El nadador mendocino Gustavo Oriozabala se prepara para afrontar un nuevo desafío de alto impacto: el cruce del lago Nahuel Huapi en su tramo más ancho, una travesía de aproximadamente 8 kilómetros en línea recta que unirá las provincias de Neuquén y Río Negro.
La largada está prevista para el 17 de febrero a las 8:30 horas desde la desembocadura del Arroyo Castilla, en la costa neuquina, con llegada en la playa del Centro Cívico de San Carlos de Bariloche. En caso de condiciones climáticas adversas, el desafío podría reprogramarse para el 18 o 19 de febrero.
El recorrido no será sencillo.

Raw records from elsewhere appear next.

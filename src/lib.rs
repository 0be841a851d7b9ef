//! embias — bias directions in word-embedding space.
//!
//! Load a pretrained embedding once into a [`VectorTable`], derive semantic
//! axes from contrastive words ([`DirectionBuilder`]), then ask which words
//! sit at either end of an axis ([`NeighborRanker`]) or which word pairs
//! repeat it ([`AnalogyFinder`]). Everything is a pure function over the
//! read-only table; rendering the results is the caller's business.

pub mod analogy;
pub mod direction;
pub mod embedding;
pub mod error;
pub mod ranking;

pub use analogy::{AnalogyFinder, AnalogyPair};
pub use direction::{Direction, DirectionBuilder, PairMode};
pub use embedding::{Embedding, EmbeddingSource, VectorTable};
pub use embias_config::{AnalogyConfig, AnalysisConfig, ConfigError, RankingConfig};
pub use error::{AnalysisError, AnalysisResult};
pub use ranking::{poles, NeighborRanker, ScoredWord};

Oriozabala deberá enfrentar oleaje marcado y corrientes predominantes que soplan de oeste a este, lo que eleva considerablemente la exigencia física y estratégica de la prueba. Además, el nadador realizará el cruce sin traje de neoprene ni protección térmica, confiando únicamente en su preparación física y mental para afrontar las frías aguas patagónicas.

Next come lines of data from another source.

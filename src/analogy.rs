//! Analogy mining — word pairs whose difference matches a reference axis.
//!
//! `she − he` is an analogy of `queen − king` because the two differences
//! point the same way AND have about the same length. Direction alone is not
//! enough: `small − big` can be parallel to `she − he` at ten times the
//! scale, and nobody reads that as an analogy. So a pair must pass both:
//!
//! - cosine(v(a) − v(b), reference) > `min_similarity`
//! - | ‖v(a) − v(b)‖ − ‖reference‖ | < `max_magnitude_gap`
//!
//! Only the K most frequent words are candidates. Enumeration is quadratic
//! in K, so rows of the pair triangle are spread over the rayon pool; the
//! merged result is sorted into one deterministic order.

use std::cmp::Ordering;

use embias_config::AnalogyConfig;
use rayon::prelude::*;
use serde::Serialize;
use tracing::debug;

use crate::direction::Direction;
use crate::embedding::{self, Embedding, VectorTable};
use crate::error::{AnalysisError, AnalysisResult};

/// An accepted pair, oriented so `vector_diff` agrees with the reference.
#[derive(Debug, Clone, PartialEq, Serialize)]
pub struct AnalogyPair {
    pub word_a: String,
    pub word_b: String,
    /// `v(word_a) − v(word_b)`
    pub vector_diff: Embedding,
    /// Cosine between `vector_diff` and the reference.
    pub similarity: f32,
    /// `| ‖vector_diff‖ − ‖reference‖ |`
    pub magnitude_gap: f32,
}

/// Index-level candidate, before words and vectors are materialized.
#[derive(Debug, Clone, Copy)]
struct Candidate {
    a: usize,
    b: usize,
    similarity: f32,
    magnitude_gap: f32,
}

/// Most confident first: similarity down, gap up, then indices.
fn confidence_order(x: &Candidate, y: &Candidate) -> Ordering {
    y.similarity
        .total_cmp(&x.similarity)
        .then(x.magnitude_gap.total_cmp(&y.magnitude_gap))
        .then(x.a.cmp(&y.a))
        .then(x.b.cmp(&y.b))
}

/// Finds analogy pairs in one table.
pub struct AnalogyFinder<'a> {
    table: &'a VectorTable,
    config: AnalogyConfig,
}

impl<'a> AnalogyFinder<'a> {
    pub fn new(table: &'a VectorTable, config: AnalogyConfig) -> Self {
        Self { table, config }
    }

    pub fn config(&self) -> &AnalogyConfig {
        &self.config
    }

    /// All pairs among the top-K words matching `reference` in direction and
    /// magnitude, most confident first.
    pub fn find(&self, reference: &Direction) -> AnalysisResult<Vec<AnalogyPair>> {
        self.config
            .validate()
            .map_err(|e| AnalysisError::InvalidConfig(e.to_string()))?;

        let r = reference.as_slice();
        self.table.check_dimensions(r)?;
        let r_norm = embedding::norm(r);
        if r_norm == 0.0 {
            return Err(AnalysisError::ZeroMagnitude("analogy reference"));
        }

        let dims = self.table.dimensions();
        let pool = self.table.head(self.config.top_k);
        let k = pool.len() / dims;

        // cos(v_i − v_j, r) = (v_i·r − v_j·r) / (‖v_i − v_j‖‖r‖)
        let projections: Vec<f32> = pool
            .par_chunks_exact(dims)
            .map(|v| embedding::dot(v, r))
            .collect();

        let min_similarity = self.config.min_similarity;
        let max_gap = self.config.max_magnitude_gap;

        let mut accepted: Vec<Candidate> = (0..k)
            .into_par_iter()
            .flat_map_iter(|i| {
                let vi = &pool[i * dims..(i + 1) * dims];
                let projections = &projections;
                (i + 1..k).filter_map(move |j| {
                    let vj = &pool[j * dims..(j + 1) * dims];
                    let diff_norm = distance(vi, vj);
                    if diff_norm == 0.0 {
                        // identical vectors have no direction
                        return None;
                    }
                    let cos = (projections[i] - projections[j]) / (diff_norm * r_norm);
                    let (a, b, similarity) = if cos < 0.0 { (j, i, -cos) } else { (i, j, cos) };
                    let magnitude_gap = (diff_norm - r_norm).abs();
                    (similarity > min_similarity && magnitude_gap < max_gap).then_some(Candidate {
                        a,
                        b,
                        similarity,
                        magnitude_gap,
                    })
                })
            })
            .collect();

        accepted.par_sort_unstable_by(confidence_order);
        if let Some(limit) = self.config.max_results {
            accepted.truncate(limit);
        }
        debug!(pool = k, accepted = accepted.len(), "analogy search");

        accepted
            .into_iter()
            .map(|c| self.materialize(c))
            .collect()
    }

    fn materialize(&self, c: Candidate) -> AnalysisResult<AnalogyPair> {
        Ok(AnalogyPair {
            word_a: self.table.word_at(c.a)?.to_string(),
            word_b: self.table.word_at(c.b)?.to_string(),
            vector_diff: embedding::difference(
                self.table.vector_at(c.a)?,
                self.table.vector_at(c.b)?,
            ),
            similarity: c.similarity,
            magnitude_gap: c.magnitude_gap,
        })
    }
}

/// ‖a − b‖ without allocating the difference.
fn distance(a: &[f32], b: &[f32]) -> f32 {
    a.iter()
        .zip(b)
        .map(|(x, y)| {
            let d = x - y;
            d * d
        })
        .sum::<f32>()
        .sqrt()
}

Recientemente distinguido como el Mejor Nadador de Aguas Abiertas de la Historia tras su victoria en diciembre pasado en la tradicional Maratón Acuática Santa Fe-Coronda (categoría aficionados en equipo), Oriozabala consolida así una carrera que comenzó décadas atrás.
Durante los años 90 alcanzó el segundo puesto del ranking mundial de aguas abiertas (1998) y a lo largo de su trayectoria concretó cerca de setenta cruces alrededor del mundo. Entre sus hitos más destacados figuran el doble cruce del Estrecho de Gibraltar, el cruce del Canal de la Mancha, el Estrecho de San Carlos en Malvinas, la victoria en el Lago San Juan (Canadá) y el primer puesto en la exigente prueba "Escape de Alcatraz" en 2010, en California, Estados Unidos.
"Los sueños no se cumplen, se trabajan", sostiene el nadador, una frase que resume la filosofía que guía cada uno de sus desafíos.
En esta oportunidad, el cruce del Nahuel Huapi tendrá además un profundo significado simbólico: Oriozabala estará acompañado por combatientes de Malvinas, en un homenaje que une deporte, memoria y resiliencia.